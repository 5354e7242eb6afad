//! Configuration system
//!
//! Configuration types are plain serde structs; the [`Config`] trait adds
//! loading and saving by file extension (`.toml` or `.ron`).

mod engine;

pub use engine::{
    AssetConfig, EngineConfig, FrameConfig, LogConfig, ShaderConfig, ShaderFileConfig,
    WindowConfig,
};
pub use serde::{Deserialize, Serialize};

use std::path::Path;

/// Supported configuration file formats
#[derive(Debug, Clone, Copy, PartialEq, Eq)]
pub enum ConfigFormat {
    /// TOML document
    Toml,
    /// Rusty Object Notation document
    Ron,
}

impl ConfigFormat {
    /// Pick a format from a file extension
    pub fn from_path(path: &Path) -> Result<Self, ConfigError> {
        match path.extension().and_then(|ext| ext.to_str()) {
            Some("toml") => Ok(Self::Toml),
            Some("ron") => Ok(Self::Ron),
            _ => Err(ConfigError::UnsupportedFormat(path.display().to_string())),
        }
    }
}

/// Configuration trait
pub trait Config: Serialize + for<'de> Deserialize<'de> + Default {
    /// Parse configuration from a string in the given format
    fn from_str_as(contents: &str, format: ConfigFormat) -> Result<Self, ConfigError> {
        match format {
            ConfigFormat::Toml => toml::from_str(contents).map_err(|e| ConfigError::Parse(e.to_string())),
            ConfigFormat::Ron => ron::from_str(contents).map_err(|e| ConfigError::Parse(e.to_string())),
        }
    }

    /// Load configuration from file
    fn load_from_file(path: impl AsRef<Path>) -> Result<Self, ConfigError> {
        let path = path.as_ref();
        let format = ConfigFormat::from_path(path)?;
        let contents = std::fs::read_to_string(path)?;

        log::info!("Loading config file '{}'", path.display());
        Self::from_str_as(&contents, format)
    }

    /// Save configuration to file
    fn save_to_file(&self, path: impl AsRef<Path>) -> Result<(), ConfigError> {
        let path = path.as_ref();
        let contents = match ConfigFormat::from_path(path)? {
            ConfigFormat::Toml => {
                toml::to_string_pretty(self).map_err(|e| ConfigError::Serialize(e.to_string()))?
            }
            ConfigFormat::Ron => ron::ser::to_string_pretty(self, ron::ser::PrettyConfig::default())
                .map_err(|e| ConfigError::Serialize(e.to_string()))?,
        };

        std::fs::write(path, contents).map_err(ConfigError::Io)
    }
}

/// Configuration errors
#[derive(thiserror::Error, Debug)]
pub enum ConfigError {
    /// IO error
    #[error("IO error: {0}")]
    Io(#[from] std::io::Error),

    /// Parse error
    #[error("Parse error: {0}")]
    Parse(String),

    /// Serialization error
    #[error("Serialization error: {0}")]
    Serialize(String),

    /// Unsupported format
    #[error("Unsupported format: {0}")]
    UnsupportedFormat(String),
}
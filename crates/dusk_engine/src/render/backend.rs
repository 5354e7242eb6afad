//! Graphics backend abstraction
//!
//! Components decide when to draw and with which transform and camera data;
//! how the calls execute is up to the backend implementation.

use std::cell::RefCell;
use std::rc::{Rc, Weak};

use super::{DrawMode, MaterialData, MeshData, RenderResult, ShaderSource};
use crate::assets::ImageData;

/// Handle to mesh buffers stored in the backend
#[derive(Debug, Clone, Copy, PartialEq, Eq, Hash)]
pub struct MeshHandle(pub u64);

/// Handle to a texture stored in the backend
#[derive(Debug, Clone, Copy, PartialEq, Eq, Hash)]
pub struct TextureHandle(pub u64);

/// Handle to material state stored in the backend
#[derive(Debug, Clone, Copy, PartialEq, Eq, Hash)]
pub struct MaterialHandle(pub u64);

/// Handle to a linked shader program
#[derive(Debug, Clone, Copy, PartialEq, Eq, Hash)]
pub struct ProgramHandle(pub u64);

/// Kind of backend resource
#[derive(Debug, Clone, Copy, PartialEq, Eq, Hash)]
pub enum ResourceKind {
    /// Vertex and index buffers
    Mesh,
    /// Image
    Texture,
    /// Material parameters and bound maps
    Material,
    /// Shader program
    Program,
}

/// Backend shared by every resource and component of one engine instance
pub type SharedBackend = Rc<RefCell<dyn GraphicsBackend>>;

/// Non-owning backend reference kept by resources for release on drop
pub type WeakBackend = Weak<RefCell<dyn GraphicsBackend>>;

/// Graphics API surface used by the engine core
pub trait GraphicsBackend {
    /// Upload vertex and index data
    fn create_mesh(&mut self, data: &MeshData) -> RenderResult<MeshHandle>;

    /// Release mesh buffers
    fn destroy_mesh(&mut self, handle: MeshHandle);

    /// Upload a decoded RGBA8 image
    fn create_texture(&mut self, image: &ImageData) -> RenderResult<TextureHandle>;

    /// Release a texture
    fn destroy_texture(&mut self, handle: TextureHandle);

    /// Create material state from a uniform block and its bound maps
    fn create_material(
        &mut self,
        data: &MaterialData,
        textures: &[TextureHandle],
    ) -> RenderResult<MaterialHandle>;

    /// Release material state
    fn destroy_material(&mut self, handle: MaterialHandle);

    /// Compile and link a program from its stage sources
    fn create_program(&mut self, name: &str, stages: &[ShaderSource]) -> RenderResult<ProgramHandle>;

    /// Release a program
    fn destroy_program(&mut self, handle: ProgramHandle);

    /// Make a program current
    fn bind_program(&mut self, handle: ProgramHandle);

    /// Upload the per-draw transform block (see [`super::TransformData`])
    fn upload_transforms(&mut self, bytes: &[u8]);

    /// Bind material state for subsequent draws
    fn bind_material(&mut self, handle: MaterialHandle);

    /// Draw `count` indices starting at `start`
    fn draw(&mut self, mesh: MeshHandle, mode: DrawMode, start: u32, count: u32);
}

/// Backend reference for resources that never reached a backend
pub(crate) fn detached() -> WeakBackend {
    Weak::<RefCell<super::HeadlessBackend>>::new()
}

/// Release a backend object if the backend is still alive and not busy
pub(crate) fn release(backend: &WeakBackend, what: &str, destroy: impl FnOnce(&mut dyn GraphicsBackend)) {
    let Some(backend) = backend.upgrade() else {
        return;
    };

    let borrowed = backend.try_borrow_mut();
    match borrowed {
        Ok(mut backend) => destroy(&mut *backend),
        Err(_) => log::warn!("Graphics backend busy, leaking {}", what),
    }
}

^^^^^^^^

EXERCISE REQUIREMENTS
The result should be every line of the material that contains the word "MaterialHandle", so copy those lines.

TASK OUTPUT
pub struct MaterialHandle(pub u64);
    ) -> RenderResult<MaterialHandle>;
    fn destroy_material(&mut self, handle: MaterialHandle);
    fn bind_material(&mut self, handle: MaterialHandle);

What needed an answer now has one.